On the trail of Aravot's retraction
On January 21, 2003 the Aravot daily newspaper published a statement by Boris Arakelyan, a former chairman of the board of Credit Service Bank. It was published as the paper had received it, without editing. Here is an excerpt from the statement:
“I, Boris Mkrtich Arakelyan, hereby state that in March and April 1999, Artashes Davtyan, who was the executive director of the Credit Service Bank, asked me, as the chairman of the board of the bank, to give him $150,000 (one hundred and fifty thousand) to bribe Armenian Central Bank Chairman Tigran Sargissyan to appoint Artashes Davtyan as the head of the supervision department of the Central Bank. At first I refused; later he persuaded me that Credit Service Bank would consequently benefit from his transfer and that in general everything would be fine. In order to somehow withdraw the money from the bank, he advanced two fictitious loans, of $50,000 in the name of A.B. and $100,000 in the name of B.A. 20-25 days after receiving these amounts he was, indeed, appointed as the head of the supervision department of the Central Bank. The fact that the sums registered as loans to A.B. and B. A. were withdrawn from the bank by A. Davtyan was confirmed by testimony given at the prosecutor’s office by a former teller at the bank, Sona Shahbazyan.”

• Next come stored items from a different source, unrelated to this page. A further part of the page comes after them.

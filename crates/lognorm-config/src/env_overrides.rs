use super::{LogFormat, NormalizerConfig};
use anyhow::{Context, Result};

pub const ENV_PREFIX: &str = "LOGNORM_";

/// Abstraction over environment-variable lookups so tests and embedders can
/// supply their own source of overrides.
pub trait EnvSource {
    /// Get a variable by its name without the `LOGNORM_` prefix
    fn get(&self, key: &str) -> Option<String>;
}

/// Apply environment-variable overrides (highest priority) to the config.
pub fn apply_env_overrides<E: EnvSource>(config: &mut NormalizerConfig, env: &E) -> Result<()> {
    // Logging
    if let Some(level) = get_env_string(env, "LOG_LEVEL") {
        config.logging.level = level;
    }
    if let Some(format) = get_env_string(env, "LOG_FORMAT") {
        config.logging.format = format
            .parse::<LogFormat>()
            .context("Invalid LOGNORM_LOG_FORMAT value")?;
    }

    // Buffer pool
    if let Some(val) = get_env_usize(env, "POOL_MAX_IDLE")? {
        config.pool.max_idle = val;
    }
    if let Some(val) = get_env_usize(env, "POOL_INITIAL")? {
        config.pool.initial = val;
    }

    // Row ids
    if let Some(node) = get_env_string(env, "ROW_ID_NODE") {
        config.row_id.node = Some(node);
    }

    // Comma separated wire names
    if let Some(list) = get_env_string(env, "DEFAULT_INDICATORS") {
        let fields = list
            .split(',')
            .map(str::trim)
            .filter(|s| !s.is_empty())
            .map(str::to_string)
            .collect();
        config.indicators.default_fields = Some(fields);
    }

    Ok(())
}

fn get_env_string<E: EnvSource>(env: &E, key: &str) -> Option<String> {
    env.get(key)
        .map(|val| val.trim().to_string())
        .filter(|val| !val.is_empty())
}

fn get_env_usize<E: EnvSource>(env: &E, key: &str) -> Result<Option<usize>> {
    get_env_string(env, key)
        .map(|val| {
            val.parse::<usize>()
                .with_context(|| format!("{}{} must be a positive integer", ENV_PREFIX, key))
        })
        .transpose()
}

Two simultaneous lawsuits were brought against Aravot on account of this statement.
This statement and numerous other documents were given to Aravot by people connected to the banking system. Today we have access to all these documents, for which we are grateful to Aravot reporter Armine Udumyan and to the sources that continue to trust journalists. Aravot yielded to pressure and retreated, “acknowledging” that the facts it had published had been “unchecked”. This case was peculiar because the sources of information were prepared to testify in court if necessary. Boris Arakelyan came toYerevanfromMoscowwith the sole purpose of testifying in the Aravot trial.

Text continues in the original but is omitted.